Every line of the records that holds the word "Planted" should be copied out.

-------- Data supplied --------

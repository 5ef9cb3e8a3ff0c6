// src/models/status.rs

use std::fmt;

use serde::{Deserialize, Serialize};
use utoipa::ToSchema;

use crate::common::error::AppError;

// =============================================================================
//  LOTE (CropBatch)
// =============================================================================

/// Status do lote. A tabela de transições abaixo é a ÚNICA fonte da verdade:
/// todas as ações (campo, compras, armazém, transporte) consultam `can_transition`.
#[derive(Debug, Clone, Copy, PartialEq, Eq, Hash, Serialize, Deserialize, sqlx::Type, ToSchema)]
#[sqlx(type_name = "batch_status", rename_all = "SCREAMING_SNAKE_CASE")]
#[serde(rename_all = "SCREAMING_SNAKE_CASE")]
pub enum BatchStatus {
    Planted,
    Growing,
    ReadyForHarvest,
    Harvested,
    PendingApproval,
    Processed,
    ReadyForPackaging,
    Packaging,
    Packaged,
    Shipped,
    Received,
    Stored,
}

impl BatchStatus {
    pub const ALL: [BatchStatus; 12] = [
        BatchStatus::Planted,
        BatchStatus::Growing,
        BatchStatus::ReadyForHarvest,
        BatchStatus::Harvested,
        BatchStatus::PendingApproval,
        BatchStatus::Processed,
        BatchStatus::ReadyForPackaging,
        BatchStatus::Packaging,
        BatchStatus::Packaged,
        BatchStatus::Shipped,
        BatchStatus::Received,
        BatchStatus::Stored,
    ];

    /// Próximos status permitidos a partir do status atual.
    pub fn next_allowed(self) -> &'static [BatchStatus] {
        use BatchStatus::*;
        match self {
            Planted => &[Growing],
            Growing => &[ReadyForHarvest],
            ReadyForHarvest => &[Harvested],
            Harvested => &[Processed, PendingApproval],
            // Aprovar -> PROCESSED, Rejeitar (retrabalho) -> READY_FOR_HARVEST
            PendingApproval => &[Processed, ReadyForHarvest],
            Processed => &[ReadyForPackaging],
            ReadyForPackaging => &[Packaging],
            Packaging => &[Packaged],
            // Recebimento aceita o lote direto do empacotamento ou já despachado
            Packaged => &[Shipped, Received],
            Shipped => &[Received],
            Received => &[Stored],
            Stored => &[],
        }
    }

    pub fn can_transition(self, target: BatchStatus) -> bool {
        self.next_allowed().contains(&target)
    }

    pub fn is_terminal(self) -> bool {
        self.next_allowed().is_empty()
    }

    pub fn as_str(self) -> &'static str {
        use BatchStatus::*;
        match self {
            Planted => "PLANTED",
            Growing => "GROWING",
            ReadyForHarvest => "READY_FOR_HARVEST",
            Harvested => "HARVESTED",
            PendingApproval => "PENDING_APPROVAL",
            Processed => "PROCESSED",
            ReadyForPackaging => "READY_FOR_PACKAGING",
            Packaging => "PACKAGING",
            Packaged => "PACKAGED",
            Shipped => "SHIPPED",
            Received => "RECEIVED",
            Stored => "STORED",
        }
    }
}

impl fmt::Display for BatchStatus {
    fn fmt(&self, f: &mut fmt::Formatter<'_>) -> fmt::Result {
        f.write_str(self.as_str())
    }
}

/// Valida a transição e devolve um erro que nomeia os dois status.
pub fn validate_batch_transition(current: BatchStatus, target: BatchStatus) -> Result<(), AppError> {
    if current.can_transition(target) {
        Ok(())
    } else {
        Err(AppError::IllegalStatusTransition {
            from: current.to_string(),
            to: target.to_string(),
        })
    }
}

// =============================================================================
//  TRANSPORTE
// =============================================================================

#[derive(Debug, Clone, Copy, PartialEq, Eq, Hash, Serialize, Deserialize, sqlx::Type, ToSchema)]
#[sqlx(type_name = "transport_status", rename_all = "SCREAMING_SNAKE_CASE")]
#[serde(rename_all = "SCREAMING_SNAKE_CASE")]
pub enum TransportStatus {
    Scheduled,
    InTransit,
    Delivered,
    Delayed,
    Cancelled,
}

impl TransportStatus {
    pub const ALL: [TransportStatus; 5] = [
        TransportStatus::Scheduled,
        TransportStatus::InTransit,
        TransportStatus::Delivered,
        TransportStatus::Delayed,
        TransportStatus::Cancelled,
    ];

    pub fn next_allowed(self) -> &'static [TransportStatus] {
        use TransportStatus::*;
        match self {
            Scheduled => &[InTransit, Delayed, Cancelled],
            Delayed => &[Scheduled, InTransit, Cancelled],
            InTransit => &[Delivered, Delayed],
            Delivered | Cancelled => &[],
        }
    }

    pub fn can_transition(self, target: TransportStatus) -> bool {
        self.next_allowed().contains(&target)
    }

    pub fn as_str(self) -> &'static str {
        match self {
            TransportStatus::Scheduled => "SCHEDULED",
            TransportStatus::InTransit => "IN_TRANSIT",
            TransportStatus::Delivered => "DELIVERED",
            TransportStatus::Delayed => "DELAYED",
            TransportStatus::Cancelled => "CANCELLED",
        }
    }
}

impl fmt::Display for TransportStatus {
    fn fmt(&self, f: &mut fmt::Formatter<'_>) -> fmt::Result {
        f.write_str(self.as_str())
    }
}

pub fn validate_transport_transition(
    current: TransportStatus,
    target: TransportStatus,
) -> Result<(), AppError> {
    if current.can_transition(target) {
        Ok(())
    } else {
        Err(AppError::IllegalStatusTransition {
            from: current.to_string(),
            to: target.to_string(),
        })
    }
}

// =============================================================================
//  OCORRÊNCIAS DE TRANSPORTE
// =============================================================================

#[derive(Debug, Clone, Copy, PartialEq, Eq, Hash, Serialize, Deserialize, sqlx::Type, ToSchema)]
#[sqlx(type_name = "issue_status", rename_all = "SCREAMING_SNAKE_CASE")]
#[serde(rename_all = "SCREAMING_SNAKE_CASE")]
pub enum IssueStatus {
    Open,
    InProgress,
    Resolved,
    Escalated,
}

impl IssueStatus {
    pub fn next_allowed(self) -> &'static [IssueStatus] {
        use IssueStatus::*;
        match self {
            Open => &[InProgress, Resolved, Escalated],
            InProgress => &[Resolved, Escalated],
            Escalated => &[InProgress, Resolved],
            Resolved => &[],
        }
    }

    pub fn can_transition(self, target: IssueStatus) -> bool {
        self.next_allowed().contains(&target)
    }

    pub fn as_str(self) -> &'static str {
        match self {
            IssueStatus::Open => "OPEN",
            IssueStatus::InProgress => "IN_PROGRESS",
            IssueStatus::Resolved => "RESOLVED",
            IssueStatus::Escalated => "ESCALATED",
        }
    }
}

impl fmt::Display for IssueStatus {
    fn fmt(&self, f: &mut fmt::Formatter<'_>) -> fmt::Result {
        f.write_str(self.as_str())
    }
}

pub fn validate_issue_transition(current: IssueStatus, target: IssueStatus) -> Result<(), AppError> {
    if current.can_transition(target) {
        Ok(())
    } else {
        Err(AppError::IllegalStatusTransition {
            from: current.to_string(),
            to: target.to_string(),
        })
    }
}

#[cfg(test)]
mod tests {
    use super::*;
    use proptest::prelude::*;

    #[test]
    fn main_chain_is_linear_until_stored() {
        use BatchStatus::*;
        let chain = [
            Planted, Growing, ReadyForHarvest, Harvested, Processed, ReadyForPackaging,
            Packaging, Packaged, Shipped, Received, Stored,
        ];
        for pair in chain.windows(2) {
            assert!(pair[0].can_transition(pair[1]), "{} -> {}", pair[0], pair[1]);
        }
        assert!(Stored.is_terminal());
    }

    #[test]
    fn approval_branch() {
        use BatchStatus::*;
        assert!(Harvested.can_transition(PendingApproval));
        assert!(PendingApproval.can_transition(Processed));
        assert!(PendingApproval.can_transition(ReadyForHarvest));
        assert!(!PendingApproval.can_transition(Harvested));
    }

    #[test]
    fn received_accepts_packaged_or_shipped() {
        assert!(BatchStatus::Packaged.can_transition(BatchStatus::Received));
        assert!(BatchStatus::Shipped.can_transition(BatchStatus::Received));
        assert!(!BatchStatus::Packaging.can_transition(BatchStatus::Received));
    }

    #[test]
    fn packaging_to_stored_names_both_statuses() {
        let err = validate_batch_transition(BatchStatus::Packaging, BatchStatus::Stored).unwrap_err();
        match err {
            AppError::IllegalStatusTransition { from, to } => {
                assert_eq!(from, "PACKAGING");
                assert_eq!(to, "STORED");
            }
            other => panic!("erro inesperado: {other:?}"),
        }
    }

    #[test]
    fn wire_names_match_serde() {
        for status in BatchStatus::ALL {
            let json = serde_json::to_string(&status).unwrap();
            assert_eq!(json, format!("\"{}\"", status.as_str()));
        }
        for status in TransportStatus::ALL {
            let json = serde_json::to_string(&status).unwrap();
            assert_eq!(json, format!("\"{}\"", status.as_str()));
        }
    }

    #[test]
    fn transport_terminal_states() {
        assert!(TransportStatus::Delivered.next_allowed().is_empty());
        assert!(TransportStatus::Cancelled.next_allowed().is_empty());
        assert!(validate_transport_transition(TransportStatus::Scheduled, TransportStatus::Delivered).is_err());
        assert!(validate_transport_transition(TransportStatus::InTransit, TransportStatus::Delivered).is_ok());
    }

    #[test]
    fn resolved_issue_is_closed() {
        assert!(validate_issue_transition(IssueStatus::Resolved, IssueStatus::Open).is_err());
        assert!(validate_issue_transition(IssueStatus::Escalated, IssueStatus::Resolved).is_ok());
    }

    fn any_batch_status() -> impl Strategy<Value = BatchStatus> {
        proptest::sample::select(BatchStatus::ALL.to_vec())
    }

    proptest! {
        #[test]
        fn prop_validation_agrees_with_table(from in any_batch_status(), to in any_batch_status()) {
            let res = validate_batch_transition(from, to);
            prop_assert_eq!(res.is_ok(), from.next_allowed().contains(&to));
        }

        #[test]
        fn prop_no_self_loops(status in any_batch_status()) {
            prop_assert!(!status.can_transition(status));
        }
    }
}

--------

Task response
    Planted,
        BatchStatus::Planted,
            Planted => &[Growing],
            Planted => "PLANTED",
            Planted, Growing, ReadyForHarvest, Harvested, Processed, ReadyForPackaging,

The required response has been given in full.